I have moved many, many times in my life, therefor I have had many friends gained and subsequently lost. I went to two different high schools in WI, moved a couple of times after high school, went to college (and moved while there many times), left that city to move in with my sister before coming out to Seattle to finish college. I have lived in four different places in the 4 1/2 years I've lived in Seattle. Obviously, I have a little trouble staying put :)
So, like I said, many friends (and old flames!) gained and lost. I often wonder where they all are. Several weeks ago there was a brutal murder at a home in Seattle, and my dear friend Melissa lost an old friend in the shooting. She's been dealing with the effects of that ever since. One thing that has come of it is that Melissa has gotten in touch with alot of people she knew back in high school, just touching base, sharing stories and grief, that sort of thing. I was so inspired that she made so many contacts and it made me think more deeply about the people in my past. Where are they now? How can I even get ahold of them?
All of this wondering has led to several fruitless hours of online searching and a few bucks lost to registering with classmates.com (although I now wonder if people actually still use that site?
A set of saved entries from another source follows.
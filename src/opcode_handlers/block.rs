//! Block-context opcodes (11): BLOCKHASH, COINBASE, TIMESTAMP, NUMBER,
//! DIFFICULTY, GASLIMIT, CHAINID, SELFBALANCE, BASEFEE, BLOBHASH,
//! BLOBBASEFEE.

use crate::computation::Computation;
use crate::constants::{BLOB_BASE_FEE_UPDATE_FRACTION, MIN_BLOB_BASE_FEE};
use crate::errors::{OpcodeResult, VMError};
use crate::state::State;
use crate::transaction_context::TransactionContext;
use crate::types::Word;
use crate::validation::validate_uint64;
use ethereum_types::U256;

pub fn op_blockhash(frame: &mut Computation, state: &mut State, _tx_ctx: &TransactionContext) -> Result<OpcodeResult, VMError> {
    let block_number = frame.stack.pop1()?;
    let n = validate_uint64(block_number).unwrap_or(u64::MAX);
    let hash = state.get_ancestor_hash(n);
    match hash {
        Some(h) => frame.stack.push(Word::from_big_endian(h.as_bytes()))?,
        None => frame.stack.push_zero()?,
    }
    Ok(OpcodeResult::Continue)
}

pub fn op_coinbase(frame: &mut Computation, state: &mut State, _tx_ctx: &TransactionContext) -> Result<OpcodeResult, VMError> {
    frame.stack.push(Word::from_big_endian(state.context.coinbase.as_bytes()))?;
    Ok(OpcodeResult::Continue)
}

pub fn op_timestamp(frame: &mut Computation, state: &mut State, _tx_ctx: &TransactionContext) -> Result<OpcodeResult, VMError> {
    frame.stack.push(Word::from(state.context.timestamp))?;
    Ok(OpcodeResult::Continue)
}

pub fn op_number(frame: &mut Computation, state: &mut State, _tx_ctx: &TransactionContext) -> Result<OpcodeResult, VMError> {
    frame.stack.push(Word::from(state.context.block_number))?;
    Ok(OpcodeResult::Continue)
}

/// Aliases PREVRANDAO post-merge.
pub fn op_difficulty(frame: &mut Computation, state: &mut State, _tx_ctx: &TransactionContext) -> Result<OpcodeResult, VMError> {
    frame.stack.push(state.context.difficulty)?;
    Ok(OpcodeResult::Continue)
}

pub fn op_gaslimit(frame: &mut Computation, state: &mut State, _tx_ctx: &TransactionContext) -> Result<OpcodeResult, VMError> {
    frame.stack.push(Word::from(state.context.gas_limit))?;
    Ok(OpcodeResult::Continue)
}

pub fn op_chainid(frame: &mut Computation, state: &mut State, _tx_ctx: &TransactionContext) -> Result<OpcodeResult, VMError> {
    frame.stack.push(Word::from(state.context.chain_id))?;
    Ok(OpcodeResult::Continue)
}

pub fn op_selfbalance(frame: &mut Computation, state: &mut State, _tx_ctx: &TransactionContext) -> Result<OpcodeResult, VMError> {
    let balance = state.get_balance(frame.message.storage_address)?;
    frame.stack.push(balance)?;
    Ok(OpcodeResult::Continue)
}

pub fn op_basefee(frame: &mut Computation, state: &mut State, _tx_ctx: &TransactionContext) -> Result<OpcodeResult, VMError> {
    frame.stack.push(state.context.base_fee_per_gas)?;
    Ok(OpcodeResult::Continue)
}

pub fn op_blobhash(frame: &mut Computation, _state: &mut State, tx_ctx: &TransactionContext) -> Result<OpcodeResult, VMError> {
    let index = frame.stack.pop1()?;
    let hash = usize::try_from(index)
        .ok()
        .and_then(|i| tx_ctx.blob_versioned_hashes.get(i))
        .map(|h| Word::from_big_endian(h.as_bytes()))
        .unwrap_or_default();
    frame.stack.push(hash)?;
    Ok(OpcodeResult::Continue)
}

pub fn op_blobbasefee(frame: &mut Computation, state: &mut State, _tx_ctx: &TransactionContext) -> Result<OpcodeResult, VMError> {
    let fee = fake_exponential(
        U256::from(MIN_BLOB_BASE_FEE),
        U256::from(state.context.excess_blob_gas),
        U256::from(BLOB_BASE_FEE_UPDATE_FRACTION),
    );
    frame.stack.push(fee)?;
    Ok(OpcodeResult::Continue)
}

/// EIP-4844's `fake_exponential(factor, numerator, denominator)`: an
/// integer approximation of `factor * e^(numerator / denominator)`.
fn fake_exponential(factor: U256, numerator: U256, denominator: U256) -> U256 {
    let mut i = U256::one();
    let mut output = U256::zero();
    let mut accum = factor.saturating_mul(denominator);
    while !accum.is_zero() {
        output = output.saturating_add(accum);
        accum = accum
            .saturating_mul(numerator)
            .checked_div(denominator.saturating_mul(i))
            .unwrap_or_default();
        i = i.saturating_add(U256::one());
    }
    output.checked_div(denominator).unwrap_or_default()
}

#[cfg(test)]
mod tests {
    use super::*;

    #[test]
    fn fake_exponential_with_zero_excess_is_the_minimum_fee() {
        let result = fake_exponential(U256::from(1u64), U256::zero(), U256::from(3_338_477u64));
        assert_eq!(result, U256::from(1u64));
    }
}
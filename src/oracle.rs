//! The ancestor-hash oracle: an abstract collaborator that resolves block
//! numbers to hashes for `BLOCKHASH`. No concrete networked implementation
//! ships here -- wiring one up to a real chain's RPC or trie is an
//! embedder's job, not this crate's.

use crate::errors::DatabaseError;
use crate::types::Hash32;

/// Looks up the hash of a canonical-chain block by number. Callers must
/// only query within the 256-block window preceding the current block;
/// this trait does not enforce that itself (see `State::get_ancestor_hash`).
pub trait BlockHashOracle {
    fn get_block_hash(&self, block_number: u64) -> Result<Option<Hash32>, DatabaseError>;
}

/// An oracle with nothing behind it -- every lookup misses. Useful as a
/// default when an embedder has no ancestor-hash source at hand.
pub struct NullOracle;

impl BlockHashOracle for NullOracle {
    fn get_block_hash(&self, _block_number: u64) -> Result<Option<Hash32>, DatabaseError> {
        Ok(None)
    }
}
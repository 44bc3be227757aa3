//! End-to-end scenarios run through the public `execute_bytecode` entry
//! point, exercising opcodes the same way a real caller would: raw bytecode
//! in, output/logs/state effects out.

use fevm::db::memory_store::InMemoryDatabase;
use fevm::execution_context::ExecutionContext;
use fevm::oracle::NullOracle;
use fevm::types::{Account, Address, Word};

fn run(code: &[u8], sender: Address, db: &mut InMemoryDatabase) -> fevm::computation::Computation {
    let oracle = NullOracle;
    fevm::execute_bytecode(
        sender,
        Word::zero(),
        10_000_000,
        Some(Address::repeat_byte(0xaa)),
        sender,
        Word::zero(),
        bytes::Bytes::new(),
        bytes::Bytes::copy_from_slice(code),
        None,
        db,
        &oracle,
        ExecutionContext::genesis(1),
    )
}

fn push1(n: u8) -> Vec<u8> {
    vec![0x60, n]
}

fn address_word(address: Address) -> [u8; 32] {
    let mut out = [0u8; 32];
    out[12..].copy_from_slice(address.as_bytes());
    out
}

fn push32(bytes: [u8; 32]) -> Vec<u8> {
    let mut out = vec![0x7f];
    out.extend_from_slice(&bytes);
    out
}

fn push20(address: Address) -> Vec<u8> {
    let mut out = vec![0x73];
    out.extend_from_slice(address.as_bytes());
    out
}

/// A PUSH32 of a word with `bytes` right-aligned and zero-padded on the
/// left, so the pushed word's low-order bytes are `bytes` verbatim.
fn push32_right_aligned(bytes: &[u8]) -> Vec<u8> {
    let mut word = [0u8; 32];
    let start = 32 - bytes.len();
    word[start..].copy_from_slice(bytes);
    push32(word)
}

#[test]
fn add_of_one_and_one_yields_two() {
    let mut db = InMemoryDatabase::new();
    let mut code = push1(1);
    code.extend(push1(1));
    code.push(0x01); // ADD
    code.extend([0x60, 0x00, 0x52]); // PUSH1 0, MSTORE
    code.extend([0x60, 0x20, 0x60, 0x00, 0xf3]); // PUSH1 32, PUSH1 0, RETURN

    let computation = run(&code, Address::zero(), &mut db);
    assert!(computation.is_success());
    assert_eq!(Word::from_big_endian(&computation.output), Word::from(2));
}

#[test]
fn sdiv_of_negative_two_by_negative_one_yields_two() {
    let mut db = InMemoryDatabase::new();
    let minus_one = [0xffu8; 32];
    let mut minus_two = [0xffu8; 32];
    minus_two[31] = 0xfe;

    let mut code = push32(minus_one);
    code.extend(push32(minus_two));
    code.push(0x05); // SDIV
    code.extend([0x60, 0x00, 0x52]);
    code.extend([0x60, 0x20, 0x60, 0x00, 0xf3]);

    let computation = run(&code, Address::zero(), &mut db);
    assert!(computation.is_success());
    assert_eq!(Word::from_big_endian(&computation.output), Word::from(2));
}

#[test]
fn shr_of_0xff_by_4_yields_0x0f() {
    let mut db = InMemoryDatabase::new();
    let mut code = push1(0xff);
    code.extend(push1(0x04));
    code.push(0x1c); // SHR
    code.extend([0x60, 0x00, 0x52]);
    code.extend([0x60, 0x20, 0x60, 0x00, 0xf3]);

    let computation = run(&code, Address::zero(), &mut db);
    assert!(computation.is_success());
    assert_eq!(Word::from_big_endian(&computation.output), Word::from(0x0f));
}

#[test]
fn extcodehash_of_account_with_code_is_keccak_of_that_code() {
    let mut db = InMemoryDatabase::new();
    let oracle = NullOracle;
    let mut state = fevm::state::State::new(&mut db, &oracle, ExecutionContext::genesis(1));
    let target = Address::repeat_byte(0x33);
    state.set_code(target, bytes::Bytes::from_static(b"pseudocode")).unwrap();
    drop(state);

    let mut code = push32(address_word(target));
    code.push(0x3f); // EXTCODEHASH
    code.extend([0x60, 0x00, 0x52]);
    code.extend([0x60, 0x20, 0x60, 0x00, 0xf3]);

    let computation = run(&code, Address::zero(), &mut db);
    assert!(computation.is_success());
    let expected = fevm::types::keccak(b"pseudocode");
    assert_eq!(computation.output.as_ref(), expected.as_bytes());
}

#[test]
fn extcodehash_of_balance_only_account_matches_empty_code_hash() {
    let mut db = InMemoryDatabase::new();
    let oracle = NullOracle;
    let mut state = fevm::state::State::new(&mut db, &oracle, ExecutionContext::genesis(1));
    let target = Address::repeat_byte(0x44);
    state.set_account(target, Account { balance: Word::from(5), ..Account::empty() });
    drop(state);

    let mut code = push32(address_word(target));
    code.push(0x3f);
    code.extend([0x60, 0x00, 0x52]);
    code.extend([0x60, 0x20, 0x60, 0x00, 0xf3]);

    let computation = run(&code, Address::zero(), &mut db);
    assert!(computation.is_success());
    assert_eq!(computation.output.as_ref(), fevm::types::EMPTY_HASH.as_bytes());
}

#[test]
fn extcodehash_of_nonexistent_account_is_zero() {
    let mut db = InMemoryDatabase::new();
    let target = Address::repeat_byte(0x55);

    let mut code = push32(address_word(target));
    code.push(0x3f);
    code.extend([0x60, 0x00, 0x52]);
    code.extend([0x60, 0x20, 0x60, 0x00, 0xf3]);

    let computation = run(&code, Address::zero(), &mut db);
    assert!(computation.is_success());
    assert_eq!(Word::from_big_endian(&computation.output), Word::zero());
}

#[test]
fn create_from_a_funded_empty_account_derives_the_documented_address() {
    let mut db = InMemoryDatabase::new();
    let oracle = NullOracle;
    let sender = Address::from_slice(&hex::decode("9bbfed6889322e016e0a02ee459d306fc19545d8").unwrap());
    {
        let mut state = fevm::state::State::new(&mut db, &oracle, ExecutionContext::genesis(1));
        state.set_balance(sender, Word::from(10)).unwrap();
    }

    // CREATE(value=0, offset=0, length=0), store the result, RETURN it.
    let mut code = push1(0); // length
    code.extend(push1(0)); // offset
    code.extend(push1(0)); // value
    code.push(0xf0); // CREATE
    code.extend([0x60, 0x00, 0x52]);
    code.extend([0x60, 0x20, 0x60, 0x00, 0xf3]);

    let computation = run(&code, sender, &mut db);
    assert!(computation.is_success());
    let expected = Address::from_slice(&hex::decode("43a61f3f4c73ea0d444c5c1c1a8544067a86219b").unwrap());
    assert_eq!(Word::from_big_endian(&computation.output), Word::from_big_endian(expected.as_bytes()));

    let oracle = NullOracle;
    let mut state = fevm::state::State::new(&mut db, &oracle, ExecutionContext::genesis(1));
    assert_eq!(state.get_nonce(sender).unwrap(), 1);
}

#[test]
fn create2_with_a_zero_salt_derives_the_documented_address() {
    let mut db = InMemoryDatabase::new();
    let oracle = NullOracle;
    let sender = Address::from_slice(&hex::decode("9bbfed6889322e016e0a02ee459d306fc19545d8").unwrap());
    {
        let mut state = fevm::state::State::new(&mut db, &oracle, ExecutionContext::genesis(1));
        state.set_balance(sender, Word::from(10)).unwrap();
    }

    // CREATE2(value=0, offset=0, length=0, salt=0), store the result, RETURN it.
    let mut code = push1(0); // salt
    code.extend(push1(0)); // length
    code.extend(push1(0)); // offset
    code.extend(push1(0)); // value
    code.push(0xf5); // CREATE2
    code.extend([0x60, 0x00, 0x52]);
    code.extend([0x60, 0x20, 0x60, 0x00, 0xf3]);

    let computation = run(&code, sender, &mut db);
    assert!(computation.is_success());
    let expected = Address::from_slice(&hex::decode("0687a12da0ffa0a64a28c9512512b8ae8870b7ea").unwrap());
    assert_eq!(Word::from_big_endian(&computation.output), Word::from_big_endian(expected.as_bytes()));
}

#[test]
fn selfdestruct_from_a_contract_created_this_transaction_transfers_its_balance() {
    let mut db = InMemoryDatabase::new();
    let beneficiary = Address::repeat_byte(0x66);
    let sender = Address::repeat_byte(0x07);
    // `run` always targets Address::repeat_byte(0xaa) as the executing
    // contract, so CREATE's creator (and the value-transfer source) is
    // that address, not `sender` (the EOA origin).
    let creator = Address::repeat_byte(0xaa);
    let oracle = NullOracle;
    {
        let mut state = fevm::state::State::new(&mut db, &oracle, ExecutionContext::genesis(1));
        state.set_balance(creator, Word::from(1_000)).unwrap();
    }

    // Init code that just SELFDESTRUCTs to `beneficiary`: PUSH20 <address>,
    // SELFDESTRUCT -- 22 bytes, short enough to fit in one memory word.
    let mut init_code = push20(beneficiary);
    init_code.push(0xff); // SELFDESTRUCT
    let init_code_len = u8::try_from(init_code.len()).unwrap();

    // Outer contract: lay the init code out in memory via PUSH32+MSTORE,
    // then CREATE a contract funded with value=100 and run it, exercising
    // the real CREATE opcode rather than bypassing the dispatch loop.
    let mut code = push32_right_aligned(&init_code);
    code.extend([0x60, 0x00, 0x52]); // PUSH1 0, MSTORE
    code.extend(push1(init_code_len)); // length
    code.extend(push1(32 - init_code_len)); // offset: right-aligned in the word
    code.extend(push1(100)); // value
    code.push(0xf0); // CREATE
    code.extend([0x60, 0x00, 0x52]); // PUSH1 0, MSTORE the returned address
    code.extend([0x60, 0x20, 0x60, 0x00, 0xf3]); // RETURN the word at mem[0..32]

    let computation = run(&code, sender, &mut db);
    assert!(computation.is_success());
    let contract = Address::from_slice(&computation.output[12..]);
    assert_eq!(computation.get_self_destruct_beneficiaries(), vec![beneficiary]);
    assert_eq!(computation.get_accounts_for_deletion(), vec![contract]);

    let oracle = NullOracle;
    let mut state = fevm::state::State::new(&mut db, &oracle, ExecutionContext::genesis(1));
    assert_eq!(state.get_balance(contract).unwrap(), Word::zero());
    assert_eq!(state.get_balance(beneficiary).unwrap(), Word::from(100));
}

#[test]
fn three_log0_emissions_in_a_loop_are_recorded_in_order() {
    let mut db = InMemoryDatabase::new();

    // mem[0..32] = "hello" right-padded... spec wants right-aligned in 32
    // bytes, so store "hello" at offset 27 (32 - 5).
    let mut code = Vec::new();
    // store the 5-byte "hello" right-aligned in the first word of memory.
    let mut word = [0u8; 32];
    word[27..].copy_from_slice(b"hello");
    code.extend(push32(word));
    code.extend(push1(0));
    code.push(0x52); // MSTORE mem[0] = word

    // counter = 3 at mem[32]
    code.extend(push1(3));
    code.extend(push1(32));
    code.push(0x52); // MSTORE mem[32] = 3

    // loop: JUMPDEST
    let loop_pc = code.len();
    code.push(0x5b); // JUMPDEST

    code.extend(push1(32));
    code.push(0x51); // MLOAD mem[32] -> counter
    code.extend(push1(0));
    code.push(0x14); // EQ counter == 0
    let jumpi_placeholder = code.len();
    code.extend(push1(0)); // placeholder destination, patched below
    code.push(0x57); // JUMPI exit if counter == 0

    code.extend(push1(32));
    code.extend(push1(0)); // LOG0(offset=0, size=32)
    code.push(0xa0); // LOG0

    code.extend(push1(32));
    code.push(0x51); // MLOAD counter
    code.extend(push1(1));
    code.push(0x03); // SUB counter - 1
    code.extend(push1(32));
    code.push(0x52); // MSTORE counter

    let jump_back_dest = u8::try_from(loop_pc).unwrap();
    code.extend(push1(jump_back_dest));
    code.push(0x56); // JUMP back to loop

    let exit_pc = u8::try_from(code.len()).unwrap();
    code.push(0x00); // STOP
    code[jumpi_placeholder + 1] = exit_pc;

    let computation = run(&code, Address::zero(), &mut db);
    assert!(computation.is_success(), "error: {:?}", computation.error);
    let logs = computation.get_raw_log_entries();
    assert_eq!(logs.len(), 3);
    for (i, log) in logs.iter().enumerate() {
        assert_eq!(log.sequence_number, u64::try_from(i).unwrap());
        let mut expected = [0u8; 32];
        expected[27..].copy_from_slice(b"hello");
        assert_eq!(log.data.as_ref(), &expected);
    }
}

#[test]
fn jump_into_push_immediate_data_fails() {
    let mut db = InMemoryDatabase::new();
    // PUSH1 0x5b (push a byte that happens to look like JUMPDEST), then JUMP
    // to the data byte's own offset.
    let code = vec![0x60, 0x5b, 0x60, 0x01, 0x56]; // PUSH1 0x5b; PUSH1 1; JUMP
    let computation = run(&code, Address::zero(), &mut db);
    assert!(computation.is_error());
}
//! 0x04 -- IDENTITY: returns its input unchanged.

use bytes::Bytes;

pub fn run(input: &[u8]) -> Bytes {
    Bytes::copy_from_slice(input)
}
It doesn't seem to have much recent activity) and, well, lots of thinking. I was contacted by an old friend last fall, he wanted to invite me to his upcoming wedding. Through that conversation I got the number of my old BFF and finally, after all this time, I called her and left a message today. I haven't talked to her in four years-- she doesn't even know I have a child, or another on the way, and I obviously know nothing about her life.
Even though I love all the travelling I've done, and where my life has taken me, I certainly am jealous of people who've had friends throughout their whole lives. Matt is one of these people. He has known his best friends since grade school. One of them lives just across town, and we see them fairly often. I couldn't imagine still being that close to my BFF. How wonderful would it be to be raising my children along side of her, or just being able to meet for coffee or dinner once in a while.
So, this is my new obsession. Connecting with as much of my past as I can. I honestly don't really know how to go much further than I have been, but maybe just having the intention out in the world will make something happen :)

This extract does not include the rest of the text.